Em julho de 2002 foi escolhido para compor a seleção dos melhores jogadores do Campeonato Brasiliense desse ano, na tradicional enquete realizada pelo jornal Correio Braziliense, integrando uma equipe que ficou assim formada: Ricardo (CFZ), Wellington Cássio (CFZ), Renato Mello (CFZ), Jairo (Gama) e Ademir (CFZ); Kabila (CFZ), Cubango (CFZ), Gil Baiano (Brasiliense) e Maninho (Ceilândia); Tiano (CFZ) e Bispo (Bandeirante).
Chegou a disputar o Campeonato Brasileiro da Série C pelo CFZ, mas logo foi liberado para acertar contrato com o Sampaio Corrêa-MA (que disputou a Série B) até o fim desse ano.

2003
Chegou a assinar um pré-contrato de um ano com o Brasiliense, mas preferiu trocar o maior favorito ao título para continuar no CFZ, por onde, novamente, disputou o Campeonato Brasiliense da Primeira Divisão e o Campeonato Brasileiro da Série C.
Fez parte da seleção dos melhores jogadores do Campeonato Brasiliense, eleita pelo jornal Correio Braziliense, e que ficou assim formada: Donizeti (Brasiliense), Patrick (CFZ), Nen (Gama), Gerson (Brasiliense) e Rochinha (Gama); Deda (Gama), Kabila (CFZ), Wellington Dias (Brasiliense) e Rodriguinho (Gama); Igor (CFZ) e Tiano (Brasiliense).
Com as férias forçadas de quatro meses no calendário nacional (só voltaria a jogar pelo CFZ na Série C do Campeonato Brasileiro), Kabila ainda encontrou tempo para disputar a Segunda Divisão do Campeonato Carioca pela matriz do CFZ, clube-empresa de Zico, e alguns jogos do Campeonato Goiano da Terceira Divisão pelo Mineiros.

2004
Depois da eliminação precoce da Terceira Divisão do ano anterior, Kabila preferiu sair do CFZ, desgastado com o treinador Reinaldo Gueldini.

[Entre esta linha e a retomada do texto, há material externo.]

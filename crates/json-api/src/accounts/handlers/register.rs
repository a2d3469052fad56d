//! Register Handler

use std::fmt;

use salvo::{
    oapi::{ToSchema, extract::JsonBody},
    prelude::*,
};
use serde::{Deserialize, Serialize};
use zeroize::Zeroizing;

use flames_app::domain::accounts::data::NewRegistration;

use crate::{
    accounts::{errors::into_status_error, responses::SessionResponse},
    extensions::*,
};

/// Register Request
#[derive(Serialize, Deserialize, ToSchema)]
pub(crate) struct RegisterRequest {
    pub name: String,
    pub email: String,
    pub password: String,

    #[serde(default)]
    pub phone: Option<String>,
}

impl fmt::Debug for RegisterRequest {
    fn fmt(&self, f: &mut fmt::Formatter<'_>) -> fmt::Result {
        f.debug_struct("RegisterRequest")
            .field("name", &self.name)
            .field("email", &self.email)
            .field("phone", &self.phone)
            .finish_non_exhaustive()
    }
}

impl From<RegisterRequest> for NewRegistration {
    fn from(request: RegisterRequest) -> Self {
        NewRegistration {
            name: request.name,
            email: request.email,
            password: Zeroizing::new(request.password),
            phone: request.phone,
        }
    }
}

/// Register Handler
///
/// Creates an email/password account and signs it in.
#[endpoint(
    tags("auth"),
    summary = "Register",
    responses(
        (status_code = StatusCode::CREATED, description = "Account created"),
        (status_code = StatusCode::BAD_REQUEST, description = "Email already registered or invalid details"),
    ),
)]
pub(crate) async fn handler(
    json: JsonBody<RegisterRequest>,
    depot: &mut Depot,
    res: &mut Response,
) -> Result<Json<SessionResponse>, StatusError> {
    let app = depot.app()?;

    let session = app
        .accounts
        .register(json.into_inner().into())
        .await
        .map_err(into_status_error)?;

    res.status_code(StatusCode::CREATED);

    Ok(Json(session.into()))
}

#[cfg(test)]
mod tests {
    use salvo::test::{ResponseExt, TestClient};
    use serde_json::json;
    use testresult::TestResult;

    use flames_app::domain::accounts::{
        AccountsServiceError,
        records::{Session, UserUuid},
    };

    use crate::test_helpers::TestServices;

    use super::*;

    fn make_service(services: TestServices) -> Service {
        services.service(Router::with_path("auth/register").post(handler))
    }

    #[tokio::test]
    async fn test_register_returns_session() -> TestResult {
        let user = UserUuid::new();

        let mut services = TestServices::default();

        services
            .accounts
            .expect_register()
            .once()
            .withf(|registration| {
                registration.email == "asha@example.com" && registration.password.as_str() == "secret"
            })
            .return_once(move |registration| {
                Ok(Session {
                    token: user.to_string(),
                    user,
                    name: registration.name,
                })
            });

        let mut res = TestClient::post("http://example.com/auth/register")
            .json(&json!({
                "name": "Asha",
                "email": "asha@example.com",
                "password": "secret",
            }))
            .send(&make_service(services))
            .await;

        let body: SessionResponse = res.take_json().await?;

        assert_eq!(res.status_code, Some(StatusCode::CREATED));
        assert_eq!(body.user_id, user.into_uuid());
        assert_eq!(body.token, user.to_string());
        assert_eq!(body.name, "Asha");

        Ok(())
    }

    #[tokio::test]
    async fn test_register_duplicate_email_returns_400() -> TestResult {
        let mut services = TestServices::default();

        services
            .accounts
            .expect_register()
            .once()
            .return_once(|_| Err(AccountsServiceError::AlreadyExists));

        let mut res = TestClient::post("http://example.com/auth/register")
            .json(&json!({
                "name": "Asha",
                "email": "asha@example.com",
                "password": "secret",
            }))
            .send(&make_service(services))
            .await;

        assert_eq!(res.status_code, Some(StatusCode::BAD_REQUEST));
        assert!(
            res.take_string().await?.contains("Email already registered"),
            "expected duplicate email message"
        );

        Ok(())
    }

    #[test]
    fn debug_output_omits_password() {
        let request = RegisterRequest {
            name: "Asha".to_string(),
            email: "asha@example.com".to_string(),
            password: "hunter2".to_string(),
            phone: None,
        };

        assert!(
            !format!("{request:?}").contains("hunter2"),
            "password leaked into debug output"
        );
    }
}
//! State

use std::sync::Arc;

use flames_app::context::AppContext;

#[derive(Clone)]
pub(crate) struct State {
    pub(crate) app: AppContext,

    /// Expected `X-Admin-Key` header value.
    pub(crate) admin_key: String,
}

impl State {
    #[must_use]
    pub(crate) fn new(app: AppContext, admin_key: String) -> Self {
        Self { app, admin_key }
    }

    #[must_use]
    pub(crate) fn from_app_context(app: AppContext, admin_key: String) -> Arc<Self> {
        Arc::new(Self::new(app, admin_key))
    }
}
//! Items

use std::num::NonZeroU32;

/// Largest quantity a single line item may request.
pub const MAX_LINE_QUANTITY: u32 = 10_000;

/// A product reference and the quantity requested for purchase.
#[derive(Debug, Clone, PartialEq, Eq)]
pub struct LineItemRequest<R> {
    product: R,
    quantity: NonZeroU32,
}

impl<R> LineItemRequest<R> {
    /// Creates a new line item request.
    pub fn new(product: R, quantity: NonZeroU32) -> Self {
        Self { product, quantity }
    }

    /// Creates a new line item request, returning `None` for a zero quantity or one above
    /// [`MAX_LINE_QUANTITY`].
    pub fn try_new(product: R, quantity: u32) -> Option<Self> {
        NonZeroU32::new(quantity)
            .filter(|quantity| quantity.get() <= MAX_LINE_QUANTITY)
            .map(|quantity| Self::new(product, quantity))
    }

    /// Returns the requested product reference
    pub fn product(&self) -> &R {
        &self.product
    }

    /// Returns the requested quantity
    pub fn quantity(&self) -> NonZeroU32 {
        self.quantity
    }
}

#[cfg(test)]
mod tests {
    use super::*;

    #[test]
    fn try_new_rejects_zero_quantity() {
        assert!(LineItemRequest::try_new("phone", 0).is_none());
    }

    #[test]
    fn try_new_rejects_quantity_above_limit() {
        assert!(LineItemRequest::try_new("phone", MAX_LINE_QUANTITY).is_some());
        assert!(LineItemRequest::try_new("phone", MAX_LINE_QUANTITY + 1).is_none());
        assert!(LineItemRequest::try_new("phone", 3_000_000_000).is_none());
    }

    #[test]
    fn try_new_keeps_product_and_quantity() {
        let item = LineItemRequest::try_new("phone", 3);

        assert_eq!(item.as_ref().map(LineItemRequest::product), Some(&"phone"));
        assert_eq!(
            item.map(|item| item.quantity().get()),
            Some(3),
            "quantity should be preserved"
        );
    }
}
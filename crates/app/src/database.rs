//! Database connection management

use sqlx::{PgPool, Postgres, Transaction};

#[derive(Debug, Clone)]
pub struct Db {
    pool: PgPool,
}

impl Db {
    #[must_use]
    pub fn new(pool: PgPool) -> Self {
        Self { pool }
    }

    /// Begin a transaction on the shared pool.
    ///
    /// # Errors
    ///
    /// Returns an error when a connection cannot be acquired or the transaction cannot start.
    pub async fn begin(&self) -> Result<Transaction<'static, Postgres>, sqlx::Error> {
        self.pool.begin().await
    }

    /// Returns the underlying connection pool.
    #[must_use]
    pub fn pool(&self) -> &PgPool {
        &self.pool
    }
}

/// Connect to `PostgreSQL`.
///
/// # Errors
///
/// Returns an error if the connection cannot be established.
pub async fn connect(database_url: &str) -> Result<PgPool, sqlx::Error> {
    PgPool::connect(database_url).await
}

/// Apply pending schema migrations.
///
/// # Errors
///
/// Returns an error if a migration fails to apply.
pub async fn migrate(pool: &PgPool) -> Result<(), sqlx::migrate::MigrateError> {
    sqlx::migrate!("../../migrations").run(pool).await
}
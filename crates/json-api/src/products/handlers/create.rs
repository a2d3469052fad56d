//! Create Product Handler

use salvo::{
    http::header::LOCATION,
    oapi::{ToSchema, extract::JsonBody},
    prelude::*,
};
use serde::{Deserialize, Serialize};
use uuid::Uuid;

use flames_app::domain::products::{data::NewProduct, records::ProductUuid};

use crate::{
    extensions::*,
    products::{errors::into_status_error, requests::ProductRequest},
};

/// Product Created Response
#[derive(Debug, Serialize, Deserialize, ToSchema)]
pub(crate) struct ProductCreatedResponse {
    /// Created product UUID
    pub uuid: Uuid,
}

/// Create Product Handler
#[endpoint(
    tags("admin"),
    summary = "Create Product",
    security(("admin_key" = [])),
    responses(
        (status_code = StatusCode::CREATED, description = "Product created"),
        (status_code = StatusCode::CONFLICT, description = "Product already exists"),
        (status_code = StatusCode::BAD_REQUEST, description = "Bad Request"),
        (status_code = StatusCode::UNAUTHORIZED, description = "Unauthorized"),
        (status_code = StatusCode::INTERNAL_SERVER_ERROR, description = "Internal Server Error"),
    ),
)]
pub(crate) async fn handler(
    json: JsonBody<ProductRequest>,
    depot: &mut Depot,
    res: &mut Response,
) -> Result<Json<ProductCreatedResponse>, StatusError> {
    let app = depot.app()?;

    let uuid = app
        .products
        .create_product(NewProduct {
            uuid: ProductUuid::new(),
            details: json.into_inner().into(),
        })
        .await
        .map_err(into_status_error)?
        .uuid;

    res.add_header(LOCATION, format!("/products/{uuid}"), true)
        .or_500("failed to set location header")?
        .status_code(StatusCode::CREATED);

    Ok(Json(ProductCreatedResponse { uuid: uuid.into() }))
}
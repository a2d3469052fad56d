//! Categories

pub mod data;
pub mod errors;
pub mod records;
pub(crate) mod repository;
pub mod service;

pub use errors::CategoriesServiceError;
pub use service::*;
//! Categories Repository

use jiff_sqlx::Timestamp as SqlxTimestamp;
use sqlx::{FromRow, Postgres, Row, Transaction, postgres::PgRow, query_as, query_scalar};

use crate::domain::categories::{
    data::NewCategory,
    records::{CategoryRecord, CategoryUuid},
};

const LIST_CATEGORIES_SQL: &str = include_str!("sql/list_categories.sql");
const CREATE_CATEGORY_SQL: &str = include_str!("sql/create_category.sql");
const COUNT_CATEGORIES_SQL: &str = include_str!("sql/count_categories.sql");

#[derive(Debug, Clone, Default)]
pub(crate) struct PgCategoriesRepository;

impl PgCategoriesRepository {
    #[must_use]
    pub(crate) fn new() -> Self {
        Self
    }

    pub(crate) async fn list_categories(
        &self,
        tx: &mut Transaction<'_, Postgres>,
    ) -> Result<Vec<CategoryRecord>, sqlx::Error> {
        query_as::<Postgres, CategoryRecord>(LIST_CATEGORIES_SQL)
            .fetch_all(&mut **tx)
            .await
    }

    pub(crate) async fn create_category(
        &self,
        tx: &mut Transaction<'_, Postgres>,
        category: &NewCategory,
    ) -> Result<CategoryRecord, sqlx::Error> {
        query_as::<Postgres, CategoryRecord>(CREATE_CATEGORY_SQL)
            .bind(category.uuid.into_uuid())
            .bind(&category.name)
            .bind(&category.slug)
            .bind(category.icon.as_deref())
            .fetch_one(&mut **tx)
            .await
    }

    pub(crate) async fn count_categories(
        &self,
        tx: &mut Transaction<'_, Postgres>,
    ) -> Result<i64, sqlx::Error> {
        query_scalar(COUNT_CATEGORIES_SQL).fetch_one(&mut **tx).await
    }
}

impl<'r> FromRow<'r, PgRow> for CategoryRecord {
    fn from_row(row: &'r PgRow) -> sqlx::Result<Self> {
        Ok(Self {
            uuid: CategoryUuid::from_uuid(row.try_get("uuid")?),
            name: row.try_get("name")?,
            slug: row.try_get("slug")?,
            icon: row.try_get("icon")?,
            created_at: row.try_get::<SqlxTimestamp, _>("created_at")?.to_jiff(),
        })
    }
}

O jogador recusou propostas do Guará e do Paranoá e acertou contrato de três meses com a Anapolina-GO para disputar o Campeonato Goiano. Ao retornar ao futebol do DF, passou a defender o Ceilândia, sagrando-se vice-campeão da I Taça Brasília e tendo disputado o Campeonato Brasileiro da Série C.

2006
Kabila disputou apenas sete jogos pelo campeonato brasiliense da Primeira Divisão, defendendo o Paranoá, e resolveu parar com o futebol profissional.

2008
Depois de quase dois anos parado, desde o torneio local de 2006 pelo Paranoá, Kabila, com 32 anos, aceitou calçar as chuteiras novamente para disputar a modesta terceira divisão do DF pelo CFZ.

2009
Conseguiu a façanha de disputar as três divisões do Campeonato Brasiliense. O da Primeira Divisão pelo Dom Pedro II, tendo participado de quinze jogos; na Segunda Divisão, com a camisa do CFZ e, por último, o da Terceira, atuando pelo Planaltina de Goiás.

2010
Seu último como profissional do futebol foi em 2010, quando disputou dez jogos válidos pelo Campeonato Brasiliense desse ano com a camisa do Brasília, tendo marcado um gol.
A última vez que entrou em campo foi no dia 21 de março de 2010, no CAVE, com derrota para o Ceilândia, por 2 x 1. Jogou o Brasília com essa formação: Diego, Ângelo (Vinícius), Adailton (Vitor Carvalho), Leandro Falcão e Ramon; Magrão, Léo (Fernandinho), Bruno e Kabila; Gauchinho e Felipe. Técnico: Vilson Moreira.

Depois que parou com o futebol profissional, Kabila passou a disputar campeonatos de clubes sociais de Brasília, como Minas-Brasília Tênis Clube e AABB, e também os de futebol amador de Planaltina, Sobradinho, Planaltina de Goiás e Formosa.
Fora dos gramados, Kabila é pastor evangélico.